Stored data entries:
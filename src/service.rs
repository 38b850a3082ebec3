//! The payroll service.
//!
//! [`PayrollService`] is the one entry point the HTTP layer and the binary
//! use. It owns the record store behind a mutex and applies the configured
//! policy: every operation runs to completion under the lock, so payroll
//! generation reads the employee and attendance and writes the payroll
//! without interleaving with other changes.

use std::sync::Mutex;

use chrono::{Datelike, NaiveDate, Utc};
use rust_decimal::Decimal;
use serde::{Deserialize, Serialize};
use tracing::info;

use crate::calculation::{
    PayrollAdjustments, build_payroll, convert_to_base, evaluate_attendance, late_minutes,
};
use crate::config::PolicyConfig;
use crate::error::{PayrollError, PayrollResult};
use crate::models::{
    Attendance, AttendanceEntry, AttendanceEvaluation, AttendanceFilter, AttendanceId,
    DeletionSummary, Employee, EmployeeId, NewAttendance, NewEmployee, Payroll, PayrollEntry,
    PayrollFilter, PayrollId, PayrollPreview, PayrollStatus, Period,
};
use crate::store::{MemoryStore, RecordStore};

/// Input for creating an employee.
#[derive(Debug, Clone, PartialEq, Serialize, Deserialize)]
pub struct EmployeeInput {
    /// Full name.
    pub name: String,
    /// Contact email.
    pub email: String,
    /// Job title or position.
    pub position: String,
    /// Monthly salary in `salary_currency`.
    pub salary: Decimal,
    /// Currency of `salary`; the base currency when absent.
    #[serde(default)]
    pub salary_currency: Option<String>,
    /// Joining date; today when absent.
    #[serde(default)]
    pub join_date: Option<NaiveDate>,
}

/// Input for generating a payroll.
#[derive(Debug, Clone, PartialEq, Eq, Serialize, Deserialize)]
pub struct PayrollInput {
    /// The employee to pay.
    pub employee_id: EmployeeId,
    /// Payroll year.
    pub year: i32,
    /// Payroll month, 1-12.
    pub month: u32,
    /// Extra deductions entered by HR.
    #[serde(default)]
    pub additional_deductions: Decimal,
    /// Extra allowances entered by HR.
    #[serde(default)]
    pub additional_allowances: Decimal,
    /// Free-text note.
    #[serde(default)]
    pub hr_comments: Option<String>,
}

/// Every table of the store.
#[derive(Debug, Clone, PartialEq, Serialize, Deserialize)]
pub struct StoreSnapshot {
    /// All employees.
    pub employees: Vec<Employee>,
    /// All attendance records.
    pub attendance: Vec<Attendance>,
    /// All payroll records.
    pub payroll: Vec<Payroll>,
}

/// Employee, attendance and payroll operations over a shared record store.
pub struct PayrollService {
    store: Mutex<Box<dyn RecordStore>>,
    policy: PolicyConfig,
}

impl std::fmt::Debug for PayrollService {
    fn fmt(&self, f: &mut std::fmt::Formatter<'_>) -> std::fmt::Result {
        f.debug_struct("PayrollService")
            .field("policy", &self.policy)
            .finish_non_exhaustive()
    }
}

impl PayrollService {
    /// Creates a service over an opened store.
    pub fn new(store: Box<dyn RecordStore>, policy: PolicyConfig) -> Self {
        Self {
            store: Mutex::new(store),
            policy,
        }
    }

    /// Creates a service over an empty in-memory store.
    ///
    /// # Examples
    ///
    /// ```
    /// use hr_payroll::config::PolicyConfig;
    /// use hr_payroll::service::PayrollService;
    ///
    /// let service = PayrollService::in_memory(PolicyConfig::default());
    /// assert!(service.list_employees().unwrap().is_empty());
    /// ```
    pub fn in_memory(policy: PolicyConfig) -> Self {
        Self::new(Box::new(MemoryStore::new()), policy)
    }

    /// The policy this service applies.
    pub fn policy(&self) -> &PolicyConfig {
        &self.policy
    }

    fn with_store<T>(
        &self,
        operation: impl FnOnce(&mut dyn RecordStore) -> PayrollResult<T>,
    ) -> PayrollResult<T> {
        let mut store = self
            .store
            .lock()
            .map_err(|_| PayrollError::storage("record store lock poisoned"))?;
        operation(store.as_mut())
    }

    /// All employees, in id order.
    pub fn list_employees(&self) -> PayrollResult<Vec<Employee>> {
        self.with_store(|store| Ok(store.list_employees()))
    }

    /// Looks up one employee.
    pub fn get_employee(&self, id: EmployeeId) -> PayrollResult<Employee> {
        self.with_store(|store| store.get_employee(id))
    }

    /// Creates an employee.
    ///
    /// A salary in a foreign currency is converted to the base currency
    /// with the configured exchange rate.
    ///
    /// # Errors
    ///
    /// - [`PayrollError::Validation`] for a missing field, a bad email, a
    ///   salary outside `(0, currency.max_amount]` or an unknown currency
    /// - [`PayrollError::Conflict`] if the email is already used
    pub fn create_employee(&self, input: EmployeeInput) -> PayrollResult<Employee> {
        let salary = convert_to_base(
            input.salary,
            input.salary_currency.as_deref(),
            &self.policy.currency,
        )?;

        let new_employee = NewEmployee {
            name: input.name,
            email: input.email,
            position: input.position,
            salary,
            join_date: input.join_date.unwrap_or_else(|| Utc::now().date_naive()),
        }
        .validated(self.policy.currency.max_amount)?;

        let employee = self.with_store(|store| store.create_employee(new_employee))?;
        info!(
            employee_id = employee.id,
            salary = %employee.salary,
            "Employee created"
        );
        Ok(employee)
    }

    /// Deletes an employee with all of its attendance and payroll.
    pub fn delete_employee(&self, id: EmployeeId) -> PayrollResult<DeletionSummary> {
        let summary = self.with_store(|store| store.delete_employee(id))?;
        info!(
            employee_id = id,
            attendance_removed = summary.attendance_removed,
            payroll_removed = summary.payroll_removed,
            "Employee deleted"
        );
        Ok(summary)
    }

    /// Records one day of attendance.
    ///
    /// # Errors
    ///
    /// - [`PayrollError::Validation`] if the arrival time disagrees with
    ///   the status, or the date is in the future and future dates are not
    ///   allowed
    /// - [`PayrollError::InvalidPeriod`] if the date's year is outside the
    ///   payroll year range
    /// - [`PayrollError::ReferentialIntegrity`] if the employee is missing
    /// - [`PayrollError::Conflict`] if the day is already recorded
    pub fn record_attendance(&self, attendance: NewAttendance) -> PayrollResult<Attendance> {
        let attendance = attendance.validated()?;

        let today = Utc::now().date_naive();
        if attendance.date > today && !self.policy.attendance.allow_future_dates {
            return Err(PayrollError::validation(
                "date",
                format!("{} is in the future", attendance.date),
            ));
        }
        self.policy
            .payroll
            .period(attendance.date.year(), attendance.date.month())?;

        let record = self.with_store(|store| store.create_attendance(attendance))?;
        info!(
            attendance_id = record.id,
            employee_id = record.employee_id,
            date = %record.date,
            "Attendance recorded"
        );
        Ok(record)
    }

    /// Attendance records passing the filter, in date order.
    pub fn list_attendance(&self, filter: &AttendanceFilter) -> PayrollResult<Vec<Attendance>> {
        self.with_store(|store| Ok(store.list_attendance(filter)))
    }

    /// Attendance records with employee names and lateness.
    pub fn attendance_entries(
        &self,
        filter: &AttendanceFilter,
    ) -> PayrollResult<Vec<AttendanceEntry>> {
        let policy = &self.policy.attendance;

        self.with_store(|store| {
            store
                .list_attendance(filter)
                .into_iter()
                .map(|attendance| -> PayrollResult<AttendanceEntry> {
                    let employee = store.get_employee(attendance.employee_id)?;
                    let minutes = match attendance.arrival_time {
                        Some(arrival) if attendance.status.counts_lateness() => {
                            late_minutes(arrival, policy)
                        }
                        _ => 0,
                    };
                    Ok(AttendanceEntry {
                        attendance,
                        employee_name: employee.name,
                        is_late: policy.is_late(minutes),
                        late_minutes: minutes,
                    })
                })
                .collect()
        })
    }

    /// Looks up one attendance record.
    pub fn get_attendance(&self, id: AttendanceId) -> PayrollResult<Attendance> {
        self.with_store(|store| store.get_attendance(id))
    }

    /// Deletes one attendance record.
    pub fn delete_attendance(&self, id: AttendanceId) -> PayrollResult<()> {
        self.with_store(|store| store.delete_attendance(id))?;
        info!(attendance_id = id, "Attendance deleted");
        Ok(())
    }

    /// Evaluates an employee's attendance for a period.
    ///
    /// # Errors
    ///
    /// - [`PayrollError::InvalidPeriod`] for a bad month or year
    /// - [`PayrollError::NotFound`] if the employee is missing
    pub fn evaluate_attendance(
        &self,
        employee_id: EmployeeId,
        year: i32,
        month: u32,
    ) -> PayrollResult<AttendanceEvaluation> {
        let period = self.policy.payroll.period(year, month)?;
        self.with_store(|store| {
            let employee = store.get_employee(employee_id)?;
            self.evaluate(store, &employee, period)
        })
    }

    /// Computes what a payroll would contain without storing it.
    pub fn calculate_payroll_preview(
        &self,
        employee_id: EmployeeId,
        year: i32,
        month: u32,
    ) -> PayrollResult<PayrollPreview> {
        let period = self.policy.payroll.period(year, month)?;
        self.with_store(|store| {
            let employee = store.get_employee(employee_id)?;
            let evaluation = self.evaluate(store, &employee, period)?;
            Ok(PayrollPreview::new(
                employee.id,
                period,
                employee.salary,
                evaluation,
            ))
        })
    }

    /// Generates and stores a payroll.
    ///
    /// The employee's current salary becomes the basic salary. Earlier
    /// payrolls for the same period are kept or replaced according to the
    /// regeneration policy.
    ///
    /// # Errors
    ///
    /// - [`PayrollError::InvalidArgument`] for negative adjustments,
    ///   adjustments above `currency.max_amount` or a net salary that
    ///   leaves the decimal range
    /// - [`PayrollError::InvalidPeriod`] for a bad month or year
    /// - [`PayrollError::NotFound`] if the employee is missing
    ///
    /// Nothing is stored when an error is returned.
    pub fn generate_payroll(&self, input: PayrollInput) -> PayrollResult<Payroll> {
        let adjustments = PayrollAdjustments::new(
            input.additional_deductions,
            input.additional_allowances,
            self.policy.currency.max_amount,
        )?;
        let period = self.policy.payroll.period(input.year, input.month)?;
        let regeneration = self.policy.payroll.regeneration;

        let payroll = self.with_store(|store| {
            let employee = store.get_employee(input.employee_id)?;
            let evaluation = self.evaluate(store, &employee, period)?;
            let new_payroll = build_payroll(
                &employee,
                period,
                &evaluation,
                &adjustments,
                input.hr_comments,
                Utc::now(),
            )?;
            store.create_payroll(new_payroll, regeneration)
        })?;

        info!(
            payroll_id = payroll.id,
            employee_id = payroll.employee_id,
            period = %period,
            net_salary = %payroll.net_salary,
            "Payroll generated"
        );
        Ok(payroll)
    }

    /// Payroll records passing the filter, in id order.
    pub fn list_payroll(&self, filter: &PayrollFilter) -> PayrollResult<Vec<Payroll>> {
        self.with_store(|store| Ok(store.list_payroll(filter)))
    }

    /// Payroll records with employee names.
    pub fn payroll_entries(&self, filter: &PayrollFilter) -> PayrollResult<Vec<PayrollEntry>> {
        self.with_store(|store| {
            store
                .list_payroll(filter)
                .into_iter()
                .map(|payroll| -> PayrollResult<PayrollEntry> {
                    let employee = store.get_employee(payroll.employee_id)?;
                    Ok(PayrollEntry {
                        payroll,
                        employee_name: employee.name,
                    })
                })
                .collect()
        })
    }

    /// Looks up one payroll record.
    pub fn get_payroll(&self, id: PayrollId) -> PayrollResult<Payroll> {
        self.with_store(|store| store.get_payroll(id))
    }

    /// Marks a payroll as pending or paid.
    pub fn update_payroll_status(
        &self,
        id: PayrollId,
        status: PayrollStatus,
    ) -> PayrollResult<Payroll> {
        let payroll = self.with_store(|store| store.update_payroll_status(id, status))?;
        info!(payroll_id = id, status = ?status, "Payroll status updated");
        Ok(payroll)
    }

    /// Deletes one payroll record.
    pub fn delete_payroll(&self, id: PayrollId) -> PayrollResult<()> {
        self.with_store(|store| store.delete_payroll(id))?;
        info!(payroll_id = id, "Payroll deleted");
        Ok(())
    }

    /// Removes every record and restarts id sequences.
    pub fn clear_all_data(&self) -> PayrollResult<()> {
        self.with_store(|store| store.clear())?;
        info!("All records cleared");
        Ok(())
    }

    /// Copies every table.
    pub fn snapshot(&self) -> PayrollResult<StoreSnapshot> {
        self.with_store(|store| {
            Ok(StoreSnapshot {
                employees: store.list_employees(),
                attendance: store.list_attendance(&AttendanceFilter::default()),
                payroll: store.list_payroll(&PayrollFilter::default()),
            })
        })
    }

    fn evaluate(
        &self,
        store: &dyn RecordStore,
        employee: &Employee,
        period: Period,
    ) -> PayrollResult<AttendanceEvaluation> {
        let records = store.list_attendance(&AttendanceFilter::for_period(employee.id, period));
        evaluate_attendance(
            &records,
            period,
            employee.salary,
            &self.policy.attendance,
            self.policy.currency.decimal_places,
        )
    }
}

---

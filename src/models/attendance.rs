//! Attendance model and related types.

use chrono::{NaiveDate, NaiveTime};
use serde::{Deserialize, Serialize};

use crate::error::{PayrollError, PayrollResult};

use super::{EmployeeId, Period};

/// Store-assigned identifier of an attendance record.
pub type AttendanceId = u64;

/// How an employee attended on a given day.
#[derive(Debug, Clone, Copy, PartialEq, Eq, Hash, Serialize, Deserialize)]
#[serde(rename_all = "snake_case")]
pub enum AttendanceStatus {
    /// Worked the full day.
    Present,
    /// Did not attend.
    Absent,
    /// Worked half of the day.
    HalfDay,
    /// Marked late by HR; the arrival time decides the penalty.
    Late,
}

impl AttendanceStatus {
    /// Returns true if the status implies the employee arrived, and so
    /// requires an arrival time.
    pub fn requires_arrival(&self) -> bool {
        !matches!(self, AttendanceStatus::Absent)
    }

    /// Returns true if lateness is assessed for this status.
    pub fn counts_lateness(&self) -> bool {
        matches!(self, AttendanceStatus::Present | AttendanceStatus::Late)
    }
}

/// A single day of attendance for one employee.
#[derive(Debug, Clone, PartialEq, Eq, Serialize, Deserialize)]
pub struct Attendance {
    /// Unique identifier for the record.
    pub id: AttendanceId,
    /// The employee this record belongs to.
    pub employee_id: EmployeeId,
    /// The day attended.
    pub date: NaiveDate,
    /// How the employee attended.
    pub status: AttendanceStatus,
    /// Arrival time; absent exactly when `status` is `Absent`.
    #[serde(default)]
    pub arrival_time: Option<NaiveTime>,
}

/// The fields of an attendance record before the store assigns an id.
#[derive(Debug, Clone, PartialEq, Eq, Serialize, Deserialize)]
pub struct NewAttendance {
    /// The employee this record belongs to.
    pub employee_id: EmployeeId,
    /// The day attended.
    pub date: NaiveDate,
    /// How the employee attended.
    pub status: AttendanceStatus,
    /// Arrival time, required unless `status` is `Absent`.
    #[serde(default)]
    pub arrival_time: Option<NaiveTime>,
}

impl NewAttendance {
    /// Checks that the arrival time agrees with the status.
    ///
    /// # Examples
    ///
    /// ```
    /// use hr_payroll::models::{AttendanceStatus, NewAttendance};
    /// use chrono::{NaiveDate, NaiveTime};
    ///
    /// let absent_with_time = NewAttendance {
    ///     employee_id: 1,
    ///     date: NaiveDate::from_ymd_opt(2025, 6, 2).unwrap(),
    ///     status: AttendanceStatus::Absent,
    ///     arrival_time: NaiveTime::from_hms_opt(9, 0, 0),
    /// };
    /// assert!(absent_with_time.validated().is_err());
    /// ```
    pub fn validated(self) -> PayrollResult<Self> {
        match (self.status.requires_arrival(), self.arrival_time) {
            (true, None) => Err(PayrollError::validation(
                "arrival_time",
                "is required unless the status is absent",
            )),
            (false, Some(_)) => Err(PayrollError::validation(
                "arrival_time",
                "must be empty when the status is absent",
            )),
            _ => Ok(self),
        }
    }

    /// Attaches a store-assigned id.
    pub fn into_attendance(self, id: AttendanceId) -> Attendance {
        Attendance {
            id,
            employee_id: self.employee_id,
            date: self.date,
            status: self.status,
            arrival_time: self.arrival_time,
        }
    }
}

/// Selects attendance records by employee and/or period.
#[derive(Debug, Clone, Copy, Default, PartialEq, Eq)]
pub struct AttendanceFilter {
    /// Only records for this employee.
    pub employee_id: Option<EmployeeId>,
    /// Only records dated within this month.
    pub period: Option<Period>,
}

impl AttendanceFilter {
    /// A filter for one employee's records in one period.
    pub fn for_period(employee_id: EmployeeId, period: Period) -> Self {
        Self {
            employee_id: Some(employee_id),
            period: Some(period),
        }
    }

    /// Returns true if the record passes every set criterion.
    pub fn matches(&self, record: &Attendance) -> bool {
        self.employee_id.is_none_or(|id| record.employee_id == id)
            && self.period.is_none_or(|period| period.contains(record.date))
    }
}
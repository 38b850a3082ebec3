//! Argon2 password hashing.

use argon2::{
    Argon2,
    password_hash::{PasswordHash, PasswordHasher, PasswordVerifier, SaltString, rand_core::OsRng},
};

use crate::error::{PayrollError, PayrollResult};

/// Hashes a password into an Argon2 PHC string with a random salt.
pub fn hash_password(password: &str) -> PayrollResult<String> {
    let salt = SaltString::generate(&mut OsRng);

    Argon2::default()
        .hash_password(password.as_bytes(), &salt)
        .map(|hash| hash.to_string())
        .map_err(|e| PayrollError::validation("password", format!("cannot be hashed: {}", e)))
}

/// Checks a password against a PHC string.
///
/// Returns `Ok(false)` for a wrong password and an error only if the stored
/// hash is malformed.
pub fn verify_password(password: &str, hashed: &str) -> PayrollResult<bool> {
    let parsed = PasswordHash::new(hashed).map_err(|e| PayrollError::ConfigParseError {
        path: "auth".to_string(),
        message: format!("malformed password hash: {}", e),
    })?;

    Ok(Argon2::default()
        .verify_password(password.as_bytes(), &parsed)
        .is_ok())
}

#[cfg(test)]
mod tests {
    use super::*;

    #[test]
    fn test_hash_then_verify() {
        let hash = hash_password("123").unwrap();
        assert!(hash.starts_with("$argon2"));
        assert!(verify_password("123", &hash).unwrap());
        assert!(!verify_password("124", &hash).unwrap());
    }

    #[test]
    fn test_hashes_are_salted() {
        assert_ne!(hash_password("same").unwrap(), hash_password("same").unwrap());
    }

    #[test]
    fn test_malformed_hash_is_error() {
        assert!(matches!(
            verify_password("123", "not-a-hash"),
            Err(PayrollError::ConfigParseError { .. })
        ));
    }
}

---

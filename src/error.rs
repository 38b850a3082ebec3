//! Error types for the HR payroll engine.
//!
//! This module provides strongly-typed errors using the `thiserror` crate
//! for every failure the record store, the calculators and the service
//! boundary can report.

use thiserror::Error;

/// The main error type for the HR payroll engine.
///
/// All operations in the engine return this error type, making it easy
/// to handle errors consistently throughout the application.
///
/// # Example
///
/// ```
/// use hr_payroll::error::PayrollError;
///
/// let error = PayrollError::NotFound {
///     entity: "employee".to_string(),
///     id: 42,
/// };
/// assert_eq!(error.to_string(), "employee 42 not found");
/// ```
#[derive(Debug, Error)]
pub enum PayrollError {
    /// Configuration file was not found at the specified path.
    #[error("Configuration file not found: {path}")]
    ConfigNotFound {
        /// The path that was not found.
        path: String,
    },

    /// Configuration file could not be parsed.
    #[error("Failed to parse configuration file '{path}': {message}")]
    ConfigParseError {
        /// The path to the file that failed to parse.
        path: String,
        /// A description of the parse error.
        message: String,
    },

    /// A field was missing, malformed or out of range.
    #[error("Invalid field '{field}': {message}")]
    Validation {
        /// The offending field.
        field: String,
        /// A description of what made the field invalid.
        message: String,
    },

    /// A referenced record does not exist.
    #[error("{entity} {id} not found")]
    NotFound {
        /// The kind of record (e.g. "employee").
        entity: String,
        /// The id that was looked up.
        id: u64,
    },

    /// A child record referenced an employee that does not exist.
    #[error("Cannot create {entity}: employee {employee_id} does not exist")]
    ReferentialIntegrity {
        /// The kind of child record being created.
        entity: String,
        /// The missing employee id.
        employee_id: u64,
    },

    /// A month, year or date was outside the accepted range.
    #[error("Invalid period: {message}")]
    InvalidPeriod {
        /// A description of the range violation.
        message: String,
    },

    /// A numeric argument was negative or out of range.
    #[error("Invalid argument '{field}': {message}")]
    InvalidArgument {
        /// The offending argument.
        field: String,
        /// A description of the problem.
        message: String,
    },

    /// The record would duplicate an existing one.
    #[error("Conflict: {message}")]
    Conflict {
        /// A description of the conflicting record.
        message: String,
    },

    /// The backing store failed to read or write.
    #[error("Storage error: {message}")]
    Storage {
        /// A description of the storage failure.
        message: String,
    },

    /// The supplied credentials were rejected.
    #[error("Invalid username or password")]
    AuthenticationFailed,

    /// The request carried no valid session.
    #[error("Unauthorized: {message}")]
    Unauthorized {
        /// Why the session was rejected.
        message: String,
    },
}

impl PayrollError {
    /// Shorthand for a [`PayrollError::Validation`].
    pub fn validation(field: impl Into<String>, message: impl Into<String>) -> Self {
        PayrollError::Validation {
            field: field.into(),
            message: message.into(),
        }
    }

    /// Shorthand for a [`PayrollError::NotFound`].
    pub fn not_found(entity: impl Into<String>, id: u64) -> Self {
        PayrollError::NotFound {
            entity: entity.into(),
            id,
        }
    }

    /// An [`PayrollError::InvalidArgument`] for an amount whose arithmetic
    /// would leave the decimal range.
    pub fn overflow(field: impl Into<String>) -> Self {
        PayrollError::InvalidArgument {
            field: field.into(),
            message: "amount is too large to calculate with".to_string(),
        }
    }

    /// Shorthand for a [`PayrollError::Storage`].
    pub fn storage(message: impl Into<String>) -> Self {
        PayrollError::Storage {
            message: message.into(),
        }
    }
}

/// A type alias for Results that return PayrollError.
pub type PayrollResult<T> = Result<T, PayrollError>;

▶ [WORK INSTRUCTIONS]: Please return only the lines above, starting at the line that has "filename src/service.rs" and ending at the line that has "writes the payroll", keeping both and leaving each one unchanged.

▶ [FINISHED TASK]:
filename src/service.rs
repository 38b850a3082ebec3
//! The payroll service.
//!
//! [`PayrollService`] is the one entry point the HTTP layer and the binary
//! use. It owns the record store behind a mutex and applies the configured
//! policy: every operation runs to completion under the lock, so payroll
//! generation reads the employee and attendance and writes the payroll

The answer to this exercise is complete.